-- THE DATA follows --
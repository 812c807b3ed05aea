/*
 * Copyright (c) Meta Platforms, Inc. and affiliates.
 *
 * This source code is licensed under the MIT license found in the
 * LICENSE file in the root directory of this source tree.
 */

use std::borrow::Cow;
use std::fmt;

use im::OrdMap;

use crate::datatype::AbstractDomain;

/*
 * An abstract environment maps program variables to elements of a common
 * abstract domain. A range analysis, for instance, binds variables to
 * intervals:
 *
 *   {x -> [-1, 1], i -> [0, 10], ...}
 *
 * Only non-top bindings are stored; a variable without an explicit binding
 * is implicitly top. If _|_ is bound to any variable, no concrete state is
 * described by the environment, so binding _|_ collapses the whole
 * environment to _|_.
 *
 * Bindings are kept in a persistent ordered map, so copying an environment
 * between program points is cheap and iteration is deterministic.
 */
pub trait AbstractEnvironment<K, D: AbstractDomain>: AbstractDomain {
    type ContainerType;
    fn bindings(&self) -> Option<&Self::ContainerType>;

    fn len(&self) -> usize;
    fn is_empty(&self) -> bool;
    fn get(&self, key: &K) -> Cow<'_, D>;
    fn set(&mut self, key: K, domain: D);
    fn update(&mut self, key: &K, op: impl FnOnce(&mut D));
    fn forget(&mut self, key: &K);
}

#[derive(Clone, PartialEq, Eq, Debug)]
pub enum Environment<K: Ord + Clone, D: AbstractDomain> {
    Value(OrdMap<K, D>),
    Bottom,
}

impl<K, D> AbstractEnvironment<K, D> for Environment<K, D>
where
    K: Ord + Clone,
    D: AbstractDomain,
{
    type ContainerType = OrdMap<K, D>;

    fn bindings(&self) -> Option<&OrdMap<K, D>> {
        match self {
            Environment::Value(ref map) => Some(map),
            _ => None,
        }
    }

    fn len(&self) -> usize {
        self.bindings().map_or(0, |map| map.len())
    }

    fn is_empty(&self) -> bool {
        self.len() == 0
    }

    fn get(&self, key: &K) -> Cow<'_, D> {
        let map = match self {
            Environment::Value(map) => map,
            Environment::Bottom => return Cow::Owned(D::bottom()),
        };

        match map.get(key) {
            Some(domain) => Cow::Borrowed(domain),
            None => Cow::Owned(D::top()),
        }
    }

    fn set(&mut self, key: K, domain: D) {
        if let Environment::Value(map) = self {
            if domain.is_top() {
                map.remove(&key);
            } else if domain.is_bottom() {
                *self = Environment::Bottom;
            } else {
                map.insert(key, domain);
            }
        }
    }

    fn update(&mut self, key: &K, op: impl FnOnce(&mut D)) {
        let mut domain = self.get(key).into_owned();
        if domain.is_bottom() {
            return;
        }
        op(&mut domain);
        self.set(key.clone(), domain);
    }

    fn forget(&mut self, key: &K) {
        if let Environment::Value(map) = self {
            map.remove(key);
        }
    }
}

impl<K, D> AbstractDomain for Environment<K, D>
where
    K: Ord + Clone,
    D: AbstractDomain,
{
    fn bottom() -> Self {
        Environment::Bottom
    }

    fn top() -> Self {
        Environment::Value(OrdMap::new())
    }

    fn is_bottom(&self) -> bool {
        matches!(self, Environment::Bottom)
    }

    fn is_top(&self) -> bool {
        match self {
            Environment::Value(map) => map.is_empty(),
            _ => false,
        }
    }

    fn leq(&self, rhs: &Self) -> bool {
        use Environment::*;
        match (self, rhs) {
            (Bottom, _) => true,
            (_, Bottom) => false,
            (Value(l_map), Value(r_map)) => {
                if l_map.len() < r_map.len() {
                    // Some binding of rhs is implicitly top in lhs.
                    return false;
                }
                r_map.iter().all(|(r_k, r_v)| match l_map.get(r_k) {
                    Some(l_v) => l_v.leq(r_v),
                    None => false,
                })
            }
        }
    }

    fn join_with(&mut self, rhs: Self) {
        Self::join_like_operation(self, rhs, |d1, d2| d1.join_with(d2));
    }

    fn meet_with(&mut self, rhs: Self) {
        Self::meet_like_operation(self, rhs, |d1, d2| d1.meet_with(d2));
    }

    fn widen_with(&mut self, rhs: Self) {
        Self::join_like_operation(self, rhs, |d1, d2| d1.widen_with(d2));
    }

    fn narrow_with(&mut self, rhs: Self) {
        Self::meet_like_operation(self, rhs, |d1, d2| d1.narrow_with(d2));
    }
}

impl<K, D> Environment<K, D>
where
    K: Ord + Clone,
    D: AbstractDomain,
{
    pub fn iter(&self) -> impl Iterator<Item = (&K, &D)> {
        self.bindings().into_iter().flat_map(|map| map.iter())
    }

    fn join_like_operation(lhs: &mut Self, rhs: Self, operation: impl Fn(&mut D, D)) {
        use Environment::*;

        match (&mut *lhs, rhs) {
            (Value(l_map), Value(r_map)) => {
                let mut result = OrdMap::new();
                for (k, l_v) in l_map.iter() {
                    if let Some(r_v) = r_map.get(k) {
                        let mut v = l_v.clone();
                        operation(&mut v, r_v.clone());
                        if !v.is_top() {
                            result.insert(k.clone(), v);
                        }
                    }
                }
                *l_map = result;
            }
            (Bottom, rhs) => *lhs = rhs,
            (_, Bottom) => {}
        }
    }

    fn meet_like_operation(lhs: &mut Self, rhs: Self, operation: impl Fn(&mut D, D)) {
        use Environment::*;

        if lhs.is_bottom() {
            return;
        }

        if rhs.is_bottom() {
            *lhs = rhs;
            return;
        }

        if let (Value(l_map), Value(r_map)) = (&mut *lhs, rhs) {
            for (r_k, r_v) in r_map.into_iter() {
                if let Some(l_v) = l_map.get_mut(&r_k) {
                    operation(l_v, r_v);
                    if l_v.is_bottom() {
                        *lhs = Bottom;
                        return;
                    }
                } else {
                    // Top is the identity of meet-like operations.
                    l_map.insert(r_k, r_v);
                }
            }
        }
    }
}

impl<K, D> fmt::Display for Environment<K, D>
where
    K: Ord + Clone + fmt::Display,
    D: AbstractDomain + fmt::Display,
{
    fn fmt(&self, f: &mut fmt::Formatter<'_>) -> fmt::Result {
        match self {
            Environment::Bottom => write!(f, "_|_"),
            Environment::Value(map) => {
                write!(f, "{{")?;
                for (i, (k, v)) in map.iter().enumerate() {
                    if i > 0 {
                        write!(f, "; ")?;
                    }
                    write!(f, "{} -> {}", k, v)?;
                }
                write!(f, "}}")
            }
        }
    }
}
-- THE DATA concluded --
* _TASK_
A complete and exact reproduction of the data is needed.

* _RESULT FOR THIS EXERCISE_
repository 812c807b3ed05aea
/*
 * Copyright (c) Meta Platforms, Inc. and affiliates.
 *
 * This source code is licensed under the MIT license found in the
 * LICENSE file in the root directory of this source tree.
 */

use std::borrow::Cow;
use std::fmt;

use im::OrdMap;

use crate::datatype::AbstractDomain;

/*
 * An abstract environment maps program variables to elements of a common
 * abstract domain. A range analysis, for instance, binds variables to
 * intervals:
 *
 *   {x -> [-1, 1], i -> [0, 10], ...}
 *
 * Only non-top bindings are stored; a variable without an explicit binding
 * is implicitly top. If _|_ is bound to any variable, no concrete state is
 * described by the environment, so binding _|_ collapses the whole
 * environment to _|_.
 *
 * Bindings are kept in a persistent ordered map, so copying an environment
 * between program points is cheap and iteration is deterministic.
 */
pub trait AbstractEnvironment<K, D: AbstractDomain>: AbstractDomain {
    type ContainerType;
    fn bindings(&self) -> Option<&Self::ContainerType>;

    fn len(&self) -> usize;
    fn is_empty(&self) -> bool;
    fn get(&self, key: &K) -> Cow<'_, D>;
    fn set(&mut self, key: K, domain: D);
    fn update(&mut self, key: &K, op: impl FnOnce(&mut D));
    fn forget(&mut self, key: &K);
}

#[derive(Clone, PartialEq, Eq, Debug)]
pub enum Environment<K: Ord + Clone, D: AbstractDomain> {
    Value(OrdMap<K, D>),
    Bottom,
}

impl<K, D> AbstractEnvironment<K, D> for Environment<K, D>
where
    K: Ord + Clone,
    D: AbstractDomain,
{
    type ContainerType = OrdMap<K, D>;

    fn bindings(&self) -> Option<&OrdMap<K, D>> {
        match self {
            Environment::Value(ref map) => Some(map),
            _ => None,
        }
    }

    fn len(&self) -> usize {
        self.bindings().map_or(0, |map| map.len())
    }

    fn is_empty(&self) -> bool {
        self.len() == 0
    }

    fn get(&self, key: &K) -> Cow<'_, D> {
        let map = match self {
            Environment::Value(map) => map,
            Environment::Bottom => return Cow::Owned(D::bottom()),
        };

        match map.get(key) {
            Some(domain) => Cow::Borrowed(domain),
            None => Cow::Owned(D::top()),
        }
    }

    fn set(&mut self, key: K, domain: D) {
        if let Environment::Value(map) = self {
            if domain.is_top() {
                map.remove(&key);
            } else if domain.is_bottom() {
                *self = Environment::Bottom;
            } else {
                map.insert(key, domain);
            }
        }
    }

    fn update(&mut self, key: &K, op: impl FnOnce(&mut D)) {
        let mut domain = self.get(key).into_owned();
        if domain.is_bottom() {
            return;
        }
        op(&mut domain);
        self.set(key.clone(), domain);
    }

    fn forget(&mut self, key: &K) {
        if let Environment::Value(map) = self {
            map.remove(key);
        }
    }
}

impl<K, D> AbstractDomain for Environment<K, D>
where
    K: Ord + Clone,
    D: AbstractDomain,
{
    fn bottom() -> Self {
        Environment::Bottom
    }

    fn top() -> Self {
        Environment::Value(OrdMap::new())
    }

    fn is_bottom(&self) -> bool {
        matches!(self, Environment::Bottom)
    }

    fn is_top(&self) -> bool {
        match self {
            Environment::Value(map) => map.is_empty(),
            _ => false,
        }
    }

    fn leq(&self, rhs: &Self) -> bool {
        use Environment::*;
        match (self, rhs) {
            (Bottom, _) => true,
            (_, Bottom) => false,
            (Value(l_map), Value(r_map)) => {
                if l_map.len() < r_map.len() {
                    // Some binding of rhs is implicitly top in lhs.
                    return false;
                }
                r_map.iter().all(|(r_k, r_v)| match l_map.get(r_k) {
                    Some(l_v) => l_v.leq(r_v),
                    None => false,
                })
            }
        }
    }

    fn join_with(&mut self, rhs: Self) {
        Self::join_like_operation(self, rhs, |d1, d2| d1.join_with(d2));
    }

    fn meet_with(&mut self, rhs: Self) {
        Self::meet_like_operation(self, rhs, |d1, d2| d1.meet_with(d2));
    }

    fn widen_with(&mut self, rhs: Self) {
        Self::join_like_operation(self, rhs, |d1, d2| d1.widen_with(d2));
    }

    fn narrow_with(&mut self, rhs: Self) {
        Self::meet_like_operation(self, rhs, |d1, d2| d1.narrow_with(d2));
    }
}

impl<K, D> Environment<K, D>
where
    K: Ord + Clone,
    D: AbstractDomain,
{
    pub fn iter(&self) -> impl Iterator<Item = (&K, &D)> {
        self.bindings().into_iter().flat_map(|map| map.iter())
    }

    fn join_like_operation(lhs: &mut Self, rhs: Self, operation: impl Fn(&mut D, D)) {
        use Environment::*;

        match (&mut *lhs, rhs) {
            (Value(l_map), Value(r_map)) => {
                let mut result = OrdMap::new();
                for (k, l_v) in l_map.iter() {
                    if let Some(r_v) = r_map.get(k) {
                        let mut v = l_v.clone();
                        operation(&mut v, r_v.clone());
                        if !v.is_top() {
                            result.insert(k.clone(), v);
                        }
                    }
                }
                *l_map = result;
            }
            (Bottom, rhs) => *lhs = rhs,
            (_, Bottom) => {}
        }
    }

    fn meet_like_operation(lhs: &mut Self, rhs: Self, operation: impl Fn(&mut D, D)) {
        use Environment::*;

        if lhs.is_bottom() {
            return;
        }

        if rhs.is_bottom() {
            *lhs = rhs;
            return;
        }

        if let (Value(l_map), Value(r_map)) = (&mut *lhs, rhs) {
            for (r_k, r_v) in r_map.into_iter() {
                if let Some(l_v) = l_map.get_mut(&r_k) {
                    operation(l_v, r_v);
                    if l_v.is_bottom() {
                        *lhs = Bottom;
                        return;
                    }
                } else {
                    // Top is the identity of meet-like operations.
                    l_map.insert(r_k, r_v);
                }
            }
        }
    }
}

impl<K, D> fmt::Display for Environment<K, D>
where
    K: Ord + Clone + fmt::Display,
    D: AbstractDomain + fmt::Display,
{
    fn fmt(&self, f: &mut fmt::Formatter<'_>) -> fmt::Result {
        match self {
            Environment::Bottom => write!(f, "_|_"),
            Environment::Value(map) => {
                write!(f, "{{")?;
                for (i, (k, v)) in map.iter().enumerate() {
                    if i > 0 {
                        write!(f, "; ")?;
                    }
                    write!(f, "{} -> {}", k, v)?;
                }
                write!(f, "}}")
            }
        }
    }
}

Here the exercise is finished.